Open mwookawa opened 4 years ago

mwookawa commented 4 years ago

In the case of

trait C {}

object D { def build(bar: Int) = new D(bar)}
case class D(var foo: Int) { def setFoo = {foo = 5}}

object A { def build(bar: Int) = new A(bar) }
case class A(val abcd: Int) extends C { val abcde: D = D.build(0)}

case class B() { val foo: A = new A(0) 

I get the error 2020.10.02 14:20:45 INFO inox.package$FatalError: A mutable class (A) cannot have a non-@mutable and non-sealed parent (C)

I understand that this is because D is mutable and A refers to D. (further that abcde cannot point to the mutable object built by D). However, the error message I'm getting for this case with a complex codebase is really not very helpful, as I have to comb through all the referenced classes from class A to find the mutable class D, which often looks quite immutable at first glance. It's not obvious to me how to implement this in stainless/inox, but would it be possible to get at least some line numbers and a more elaborated error message for this case?

jad-hamza commented 4 years ago

Here I think the error is that you need to annotate @mutable trait C {}, and then you'll have other error messages.

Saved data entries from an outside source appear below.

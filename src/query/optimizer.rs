//! Query optimizer
//!
//! Turns an `AnalyticsFilters` into hydrated matches, minimizing redundant
//! work through selectivity-aware planning and result caching.
//!
//! # Execution Pipeline
//!
//! ```text
//! Filters → Cache lookup → Plan → Index lookup → Hydrate → Re-validate
//!         → Sort newest-first → Truncate → Cache write → Result
//! ```
//!
//! The index only answers the indexable dimensions; every candidate is
//! re-validated against the full filter set (date range and win-only
//! included) before it reaches the caller.

use crate::index::MatchIndex;
use crate::query::cache::{QueryCache, QueryCacheConfig};
use crate::query::error::{QueryError, QueryResult};
use crate::query::filters::AnalyticsFilters;
use crate::query::plan::{QueryKind, QueryPlan};
use crate::store::{Match, MatchStore};
use chrono::{DateTime, Utc};
use parking_lot::Mutex;
use std::collections::HashMap;
use std::sync::Arc;
use std::time::{Duration, Instant};

/// Running execution statistics for one query kind
#[derive(Debug, Clone, Default, PartialEq)]
pub struct QueryKindStats {
    /// Total calls, hit or miss
    pub executions: u64,
    pub cache_hits: u64,
    pub cache_misses: u64,
    /// Matches returned across all calls
    pub total_results: u64,
    /// Running mean latency in milliseconds
    pub avg_latency_ms: f64,
    pub last_executed: Option<DateTime<Utc>>,
}

/// Selectivity-aware query executor over the match index and store
pub struct QueryOptimizer {
    index: Arc<MatchIndex>,
    store: Arc<dyn MatchStore>,
    cache: Arc<QueryCache>,
    stats: Mutex<HashMap<QueryKind, QueryKindStats>>,
}

impl QueryOptimizer {
    /// Create an optimizer with default cache settings
    pub fn new(index: Arc<MatchIndex>, store: Arc<dyn MatchStore>) -> Self {
        Self::with_cache_config(index, store, QueryCacheConfig::default())
    }

    /// Create an optimizer with custom cache settings
    pub fn with_cache_config(
        index: Arc<MatchIndex>,
        store: Arc<dyn MatchStore>,
        cache_config: QueryCacheConfig,
    ) -> Self {
        Self {
            index,
            store,
            cache: Arc::new(QueryCache::with_config(cache_config)),
            stats: Mutex::new(HashMap::new()),
        }
    }

    /// Build the cost-ordered plan for a filter set without executing it
    pub fn optimize(&self, filters: &AnalyticsFilters, kind: QueryKind) -> QueryPlan {
        QueryPlan::build(filters, kind)
    }

    /// Execute a filtered query, consulting and feeding the result cache
    ///
    /// A store failure for a single candidate drops that candidate
    /// silently; an index failure aborts the call.
    pub async fn execute(
        &self,
        filters: &AnalyticsFilters,
        kind: QueryKind,
    ) -> QueryResult<Vec<Match>> {
        let started = Instant::now();
        let key = filters.cache_key(&kind.to_string());

        if let Some(hit) = self.cache.get(&key) {
            let count = hit.len();
            self.record(kind, started.elapsed(), true, count);
            tracing::debug!(%kind, results = count, "query served from cache");
            return Ok(hit);
        }

        let plan = QueryPlan::build(filters, kind);

        let candidates = self
            .index
            .find_matches(filters)
            .map_err(|e| QueryError::Optimization(format!("index lookup failed: {}", e)))?;

        let mut results = Vec::with_capacity(candidates.len());
        for match_id in candidates {
            match self.store.get_match(&match_id).await {
                Ok(Some(m)) => {
                    if filters.matches(&m) {
                        results.push(m);
                    }
                }
                Ok(None) => {}
                Err(e) => {
                    tracing::debug!(%match_id, error = %e, "skipping candidate that failed to hydrate");
                }
            }
        }

        results.sort_by(|a, b| b.game_creation.cmp(&a.game_creation));
        if let Some(limit) = filters.limit {
            results.truncate(limit);
        }

        if plan.should_cache() {
            self.cache.insert(key, results.clone());
        }

        self.record(kind, started.elapsed(), false, results.len());
        tracing::debug!(
            %kind,
            results = results.len(),
            cost = plan.estimated_cost,
            tier = ?plan.cache_tier,
            "query executed"
        );
        Ok(results)
    }

    /// Per-kind execution statistics
    pub fn statistics(&self) -> HashMap<QueryKind, QueryKindStats> {
        self.stats.lock().clone()
    }

    /// The result cache, shareable as a `CacheInvalidator`
    pub fn cache(&self) -> Arc<QueryCache> {
        Arc::clone(&self.cache)
    }

    fn record(&self, kind: QueryKind, latency: Duration, cache_hit: bool, results: usize) {
        let mut stats = self.stats.lock();
        let entry = stats.entry(kind).or_default();
        entry.executions += 1;
        if cache_hit {
            entry.cache_hits += 1;
        } else {
            entry.cache_misses += 1;
        }
        entry.total_results += results as u64;

        let latency_ms = latency.as_secs_f64() * 1000.0;
        entry.avg_latency_ms += (latency_ms - entry.avg_latency_ms) / entry.executions as f64;
        entry.last_executed = Some(Utc::now());
    }
}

mwookawa commented 4 years ago

yes, sorry, to be clearer, the issue is that once you put the @mutable annotation on C. you inherit (ho ho ho) two problems. the first is that the mutable annotation on C propagates to eg type variables, triggering things like #849. One also gets the error that abcde points to mutable object. however, let's say that D references 500 classes and there is a class hierarchy on D of depth 500. Figuring out where the mutability lies is not a very non-trivial problem, and the one I have. Yet, the only error message I get is that abcde refers to a mutable object.

does that make more sense?

jad-hamza commented 4 years ago

yes, sorry, to be clearer, the issue is that once you put the @mutable annotation on C. you inherit (ho ho ho) two problems. the first is that the mutable annotation on C propagates to eg type variables, triggering things like #849.

Hopefully we can find a solution to this!

One also gets the error that abcde points to mutable object. however, let's say that D references 500 classes and there is a class hierarchy on D of depth 500. Figuring out where the mutability lies is not a very non-trivial problem, and the one I have. Yet, the only error message I get is that abcde refers to a mutable object.

does that make more sense?

If I understand correctly, you don't want your D to be mutable, but it is because of some subclass? We should perhaps add an annotation forcing non-mutability and this could trigger some checks (like @pure for functions).

mwookawa commented 4 years ago

ooh, @immutable would be very helpful. another way to look at it is that i'd like to mark A immutable and have stainless tell me that it is actually mutable because of the reference to D (which is potentially mutable because of some reference to F, which .. G .. which etc.)